Singular Value Decomposition (SVD) From Scratch Using Python

If you have a matrix A and apply singular value decomposition (SVD), you get a matrix U, a vector s, and a matrix Vh such that U * S * Vh = A, where S is a matrix that has the elements of s on the diagonal.

SVD is very complex and there are several algorithms. Just for fun I decided to refactor one of the GNU Scientific Library versions of SVD to Python / NumPy. The version I refactored is called the Jacobi algorithm. It’s at github.com/ampl/gsl/blob/master/linalg/svd.c on GitHub.

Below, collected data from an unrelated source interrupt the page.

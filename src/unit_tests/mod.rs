// Copyright 2022 VMware, Inc.
// SPDX-License-Identifier: MIT
pub mod cluster_client;
pub mod config;
pub mod controller_runtime;
pub mod validator;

I used the np.linalg.svd() function to validate my from-scratch Python SVD function. The results are the same, except for sign, which is OK.

The refactoring process took much longer than I expected, mostly because of many small errors I made due to the complexity of the algorithm. Calling my from-scratch version looks like:

# set up source matrix
A = np.array([
    [1, 2, 3],
    [5, 0, 2],
    [8, 5, 4],
    [6, 9, 7]], dtype=np.float64)

print("\nSource matrix: ")
print(A)

// apply from-scratch SVD
U, s, Vh = svd_jacobi(A)

print("\nU = "); print(U)
print("\ns = "); print(s)
print("\nVh = "); print(Vh)

SVD has many uses in classical statistics and machine learning. For example, SVD can be used to perform principal component analysis (PCA), SVD can be used to compute the inverse of a square matrix, and SVD can be used to compute the pseudo-inverse of a non-square matrix.

Good fun!

SVD decomposition from scratch is beautiful to my eye. Here are two nice images that combine math and a kind of artistic decomposition.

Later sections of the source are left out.